[PROBLEM DETAILS]: What you return should be each line of the data containing the string "PaddedVolume".

(THE INPUT Opens)

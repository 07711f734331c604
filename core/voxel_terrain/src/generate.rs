//! Density generators that fill padded chunk volumes. Generators are deterministic: the same world position always
//! yields the same cell, so neighboring chunks agree on shared cells. Density fields are sampled at cell centers.

use noise::{Fbm, MultiFractal, NoiseFn, Perlin};
use ultraviolet::{IVec3, Vec3};

use crate::cell::VoxelCell;
use crate::chunk::{cell_center, chunk_to_world, ChunkCoord};
use crate::chunk::shape::PaddedShape;
use crate::chunk::volume::PaddedVolume;

// Trait

pub trait DensityGenerator: Clone + Send + Sync + 'static {
  /// Samples the cell at world position `world`, whose center is [`cell_center`]`(world)`.
  fn sample(&self, world: IVec3) -> VoxelCell;

  /// Fills `cells`, in padded index order, with the padded region of `shape` whose padded position `(0, 0, 0)` lies at
  /// world position `origin`.
  #[profiling::function]
  fn generate(&self, origin: IVec3, shape: PaddedShape, cells: &mut [VoxelCell]) {
    let padded = shape.padded();
    let mut i = 0;
    for z in 0..padded.z as i32 {
      for y in 0..padded.y as i32 {
        for x in 0..padded.x as i32 {
          if let Some(cell) = cells.get_mut(i) {
            *cell = self.sample(origin + IVec3::new(x, y, z));
          }
          i += 1;
        }
      }
    }
  }

  /// Generates the padded volume of chunk `coord`.
  #[inline]
  fn generate_chunk(&self, coord: ChunkCoord, shape: PaddedShape) -> PaddedVolume {
    let mut volume = PaddedVolume::new(shape);
    self.generate(padded_origin(coord, shape), shape, volume.cells_mut());
    volume
  }
}

/// World position of padded position `(0, 0, 0)` of chunk `coord`.
#[inline]
pub fn padded_origin(coord: ChunkCoord, shape: PaddedShape) -> IVec3 {
  let padding = PaddedShape::PADDING as i32;
  chunk_to_world(coord, shape.logical()) - IVec3::new(padding, padding, padding)
}


// Plane

#[derive(Copy, Clone, Debug)]
#[cfg_attr(feature = "serde", derive(serde::Deserialize, serde::Serialize))]
#[cfg_attr(feature = "serde", serde(default))]
pub struct PlaneSettings {
  /// Cells with their center below this height are inside.
  pub height: f32,
  pub material: u16,
}

impl Default for PlaneSettings {
  #[inline]
  fn default() -> Self {
    Self { height: 0.0, material: 1 }
  }
}

/// Horizontal half-space isosurface.
#[derive(Copy, Clone, Debug)]
pub struct Plane {
  settings: PlaneSettings,
}

impl Plane {
  #[inline]
  pub fn new(settings: PlaneSettings) -> Self { Self { settings } }
}

impl DensityGenerator for Plane {
  #[inline]
  fn sample(&self, world: IVec3) -> VoxelCell {
    VoxelCell::isosurface(self.settings.material, self.settings.height - cell_center(world).y)
  }
}


// Sphere

#[derive(Copy, Clone, Debug)]
#[cfg_attr(feature = "serde", derive(serde::Deserialize, serde::Serialize))]
#[cfg_attr(feature = "serde", serde(default))]
pub struct SphereSettings {
  pub center: [f32; 3],
  pub radius: f32,
  pub material: u16,
}

impl Default for SphereSettings {
  #[inline]
  fn default() -> Self {
    Self { center: [0.0; 3], radius: 16.0, material: 1 }
  }
}

/// Isosurface ball.
#[derive(Copy, Clone, Debug)]
pub struct Sphere {
  center: Vec3,
  radius: f32,
  material: u16,
}

impl Sphere {
  #[inline]
  pub fn new(settings: SphereSettings) -> Self {
    let [x, y, z] = settings.center;
    Self { center: Vec3::new(x, y, z), radius: settings.radius, material: settings.material }
  }
}

impl DensityGenerator for Sphere {
  #[inline]
  fn sample(&self, world: IVec3) -> VoxelCell {
    let distance = (cell_center(world) - self.center).mag();
    VoxelCell::isosurface(self.material, self.radius - distance)
  }
}


// Noise terrain

#[derive(Copy, Clone, Debug)]
#[cfg_attr(feature = "serde", derive(serde::Deserialize, serde::Serialize))]
#[cfg_attr(feature = "serde", serde(default))]
pub struct NoiseTerrainSettings {
  pub seed: u32,
  pub frequency: f64,
  pub lacunarity: f64,
  pub persistence: f64,
  pub octaves: usize,
  /// Surface height where the noise is zero.
  pub base_height: f32,
  /// Surface height deviation at noise `1.0`.
  pub amplitude: f32,
  pub material: u16,
  /// Cells deeper below the surface than this are blocks.
  pub block_depth: f32,
  pub block_material: u16,
}

impl Default for NoiseTerrainSettings {
  #[inline]
  fn default() -> Self {
    Self {
      seed: 1337,
      frequency: 0.02,
      lacunarity: 2.0,
      persistence: 0.5,
      octaves: 4,
      base_height: 0.0,
      amplitude: 12.0,
      material: 1,
      block_depth: 8.0,
      block_material: 2,
    }
  }
}

/// Fractal noise heightfield: an isosurface near the surface, and blocks deep below it.
#[derive(Clone, Debug)]
pub struct NoiseTerrain {
  settings: NoiseTerrainSettings,
  noise: Fbm<Perlin>,
}

impl NoiseTerrain {
  pub fn new(settings: NoiseTerrainSettings) -> Self {
    let noise = Fbm::<Perlin>::new(settings.seed)
      .set_frequency(settings.frequency)
      .set_lacunarity(settings.lacunarity)
      .set_persistence(settings.persistence)
      .set_octaves(settings.octaves.max(1));
    Self { settings, noise }
  }

  /// Surface height of the column of cells at `x`, `z`, sampled at the column's center.
  #[inline]
  pub fn surface_height(&self, x: i32, z: i32) -> f32 {
    let noise = self.noise.get([x as f64 + 0.5, z as f64 + 0.5]) as f32;
    self.settings.base_height + noise * self.settings.amplitude
  }
}

impl DensityGenerator for NoiseTerrain {
  #[inline]
  fn sample(&self, world: IVec3) -> VoxelCell {
    let depth = self.surface_height(world.x, world.z) - cell_center(world).y;
    if depth > self.settings.block_depth {
      VoxelCell::block(self.settings.block_material)
    } else {
      VoxelCell::isosurface(self.settings.material, depth)
    }
  }
}


#[cfg(test)]
mod tests {
  use crate::chunk::volume::VoxelSource;

  use super::*;

  #[test]
  fn plane_inside_below_height() {
    let plane = Plane::new(PlaneSettings { height: 0.0, material: 3 });
    assert!(plane.sample(IVec3::new(5, -1, 7)).is_inside());
    assert!(!plane.sample(IVec3::new(5, 0, 7)).is_inside());
    assert_eq!(plane.sample(IVec3::new(5, -10, 7)).density(), 1.0);
    assert_eq!(plane.sample(IVec3::new(5, 10, 7)).material(), 3);
  }

  #[test]
  fn sphere_inside_within_radius() {
    let sphere = Sphere::new(SphereSettings { center: [1.0, 2.0, 3.0], radius: 2.5, material: 4 });
    assert!(sphere.sample(IVec3::new(1, 2, 3)).is_inside());
    assert!(sphere.sample(IVec3::new(2, 2, 3)).is_inside());
    // Center (3.5, 2.5, 3.5) is 2.6 away.
    assert!(!sphere.sample(IVec3::new(3, 2, 3)).is_inside());
    assert!(!sphere.sample(IVec3::new(4, 2, 3)).is_inside());
  }

  #[test]
  fn padded_region_is_offset_by_padding() {
    let plane = Plane::new(PlaneSettings { height: 0.0, material: 1 });
    let shape = PaddedShape::cubic(4);
    let volume = plane.generate_chunk(ChunkCoord::new(0, 0, 0), shape);
    // Padded y 0 is world y -1, padded y 1 is world y 0.
    assert!(volume.get(IVec3::new(2, 0, 2)).is_inside());
    assert!(!volume.get(IVec3::new(2, 1, 2)).is_inside());
    let below = plane.generate_chunk(ChunkCoord::new(0, -1, 0), shape);
    assert!(below.get(IVec3::new(2, 4, 2)).is_inside());
    assert!(!below.get(IVec3::new(2, 5, 2)).is_inside());
  }

  #[test]
  fn noise_terrain_is_deterministic() {
    let settings = NoiseTerrainSettings::default();
    let a = NoiseTerrain::new(settings);
    let b = NoiseTerrain::new(settings);
    let shape = PaddedShape::cubic(8);
    let coord = ChunkCoord::new(1, 0, -2);
    assert_eq!(a.generate_chunk(coord, shape).voxels(), b.generate_chunk(coord, shape).voxels());
  }

  #[test]
  fn noise_terrain_has_blocks_deep_down() {
    let terrain = NoiseTerrain::new(NoiseTerrainSettings::default());
    assert!(terrain.sample(IVec3::new(0, -100, 0)).is_block());
    assert!(!terrain.sample(IVec3::new(0, 100, 0)).is_inside());
  }
}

(THE INPUT Closes)

[TASK OUTPUT]:
use crate::chunk::volume::PaddedVolume;
  fn generate_chunk(&self, coord: ChunkCoord, shape: PaddedShape) -> PaddedVolume {
    let mut volume = PaddedVolume::new(shape);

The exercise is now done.